__Work item__
Filter the data for lines with the word "crate", then copy every line so identified.

--- Given records Enclosed Below ---

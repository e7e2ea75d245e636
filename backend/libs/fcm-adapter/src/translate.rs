use crate::message::Message;
use crate::models::*;

/// Vibration pattern for web notifications, in milliseconds
pub const WEBPUSH_VIBRATE_PATTERN: [u32; 5] = [500, 500, 200, 200, 200];

/// Translate a [`Message`] into the FCM v1 message body.
///
/// Straight field copy: nothing is validated, computed or dropped, and empty
/// source fields stay empty.
pub fn to_fcm_message(msg: &Message) -> FcmMessageContent {
    FcmMessageContent {
        token: msg.token.clone(),
        topic: msg.topic.clone(),
        data: msg.data.clone(),
        apns: ApnsConfig {
            payload: ApnsPayload {
                aps: Aps {
                    category: msg.tags_category.clone(),
                    custom_data: msg.custom_data.clone(),
                    alert: ApsAlert {
                        action_loc_key: msg.action_ios.clone(),
                        title: msg.title.clone(),
                        subtitle: msg.subtitle.clone(),
                        body: msg.body.clone(),
                    },
                },
                custom_data: msg.custom_data.clone(),
            },
        },
        android: AndroidConfig {
            data: msg.data.clone(),
            notification: AndroidNotification {
                title: msg.title.clone(),
                icon: msg.badge_icon_image.clone(),
                tag: msg.tags_category.clone(),
                body: msg.body.clone(),
                click_action: msg.action_ios.clone(),
            },
            priority: AndroidMessagePriority::High,
        },
        webpush: WebpushConfig {
            data: msg.data.clone(),
            notification: WebpushNotification {
                title: msg.title.clone(),
                body: msg.body.clone(),
                data: msg.custom_data.clone(),
                custom_data: msg.custom_data.clone(),
                icon: msg.badge_icon_image.clone(),
                badge: msg.badge_icon_image.clone(),
                image: msg.badge_icon_image.clone(),
                vibrate: WEBPUSH_VIBRATE_PATTERN.to_vec(),
                tag: msg.tags_category.clone(),
            },
            fcm_options: WebpushFcmOptions {
                link: msg.action_web_push.clone(),
            },
        },
        notification: FcmNotification {
            title: msg.title.clone(),
            body: msg.body.clone(),
        },
    }
}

--- End of Enclosed Given records ---

__Response to the task__
use crate::message::Message;
use crate::models::*;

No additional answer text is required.